Il existe un épissage alternatif sur cinq sites dans l'α-neurexine et deux dans la β-neurexine ; plus de 2 000 variantes d'épissage sont possibles au total, suggèrent que les neurexines ont un rôle important dans la détermination de la spécificité des synapses[6].

Les protéines codées sont structurellement similaires à la laminine, à la slit et à l'agrine, trois autres protéines impliquées dans le guidage axonal et la synaptogenèse[6].

Les α-neurexines et les β-neurexines ont des domaines intracellulaires identiques mais des domaines extracellulaires différents. Le domaine extracellulaire de l'α-neurexine est composé de trois répétitions de neurexine qui contiennent chacune des domaines LNS (laminine, neurexine, globuline liant les hormones sexuelles) - EGF (facteur de croissance épidermique) - LNS. N1α se lie à une variété de ligands, y compris les neuroligines et les récepteurs GABA[2], bien que les neurones de chaque type de récepteur expriment des neurexines.

Les β-neurexines sont des versions plus courtes des α-neurexines, contenant un seul domaine LNS[7]. Les β-neurexines (situées en position présynaptique) agissent comme des récepteurs pour la neuroligine (situées en position post-synaptique).
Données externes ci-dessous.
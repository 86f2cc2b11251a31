//! Itinerary types.
//!
//! An `Itinerary` is the displayable form of a route: one `RideSegment`
//! per stretch spent on a single line, with transfers between them.

use super::{LineId, StationId};

/// A continuous ride on one line.
///
/// `towards` is the first stop after boarding, which tells the rider
/// which direction to take. For a one-stop ride it equals `alight`.
#[derive(Debug, Clone, Copy, PartialEq, Eq)]
pub struct RideSegment {
    /// Station where the ride starts
    pub board: StationId,
    /// Line ridden
    pub line: LineId,
    /// Next stop after boarding
    pub towards: StationId,
    /// Final stop of this ride
    pub alight: StationId,
    /// Number of hops ridden on this line
    pub stops: usize,
}

impl RideSegment {
    /// Whether the ride is a single hop.
    pub fn is_single_stop(&self) -> bool {
        self.stops == 1
    }
}

/// A change of line between two consecutive rides.
#[derive(Debug, Clone, Copy, PartialEq, Eq)]
pub struct Transfer {
    /// Station where the change happens
    pub at: StationId,
    /// Line being left
    pub from: LineId,
    /// Line being joined
    pub to: LineId,
}

/// An ordered list of rides from origin to destination.
///
/// # Invariants
///
/// - Consecutive rides connect (`alight` of one = `board` of the next)
/// - Consecutive rides are on different lines
///
/// An empty itinerary means origin and destination are the same station.
#[derive(Debug, Clone, Default, PartialEq, Eq)]
pub struct Itinerary {
    rides: Vec<RideSegment>,
}

impl Itinerary {
    /// Wrap an already-collapsed list of rides.
    pub(crate) fn from_rides(rides: Vec<RideSegment>) -> Self {
        debug_assert!(
            rides
                .windows(2)
                .all(|w| w[0].alight == w[1].board && w[0].line != w[1].line),
            "rides must connect and change line"
        );
        Self { rides }
    }

    /// Returns the rides in order.
    pub fn rides(&self) -> &[RideSegment] {
        &self.rides
    }

    /// Returns true if there is nothing to ride.
    pub fn is_empty(&self) -> bool {
        self.rides.is_empty()
    }

    /// Returns the number of rides.
    pub fn len(&self) -> usize {
        self.rides.len()
    }

    /// Returns the changes of line between consecutive rides.
    pub fn transfers(&self) -> impl Iterator<Item = Transfer> + '_ {
        self.rides.windows(2).map(|w| Transfer {
            at: w[1].board,
            from: w[0].line,
            to: w[1].line,
        })
    }

    /// Returns the number of line changes.
    pub fn change_count(&self) -> usize {
        self.rides.len().saturating_sub(1)
    }

    /// Returns the total number of hops across all rides.
    pub fn total_stops(&self) -> usize {
        self.rides.iter().map(|r| r.stops).sum()
    }

    /// Returns the first boarding station, if any.
    pub fn origin(&self) -> Option<StationId> {
        self.rides.first().map(|r| r.board)
    }

    /// Returns the final alighting station, if any.
    pub fn destination(&self) -> Option<StationId> {
        self.rides.last().map(|r| r.alight)
    }
}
De plus, la β-Neurexine s'est également avérée jouer un rôle dans l'angiogenèse[8].

L'extrémité C-terminale de la courte section intracellulaire des deux types de neurexines se lie à la synaptotagmine et aux domaines PDZ (densité post-synaptique (PSD)-95/discs large/zona-occludens-1) de CASK et Mint. Ces interactions forment des connexions entre les vésicules synaptiques intracellulaires et les protéines de fusion[9]. Ainsi, les neurexines jouent un rôle important dans l'assemblage de la machinerie présynaptique et post-synaptique.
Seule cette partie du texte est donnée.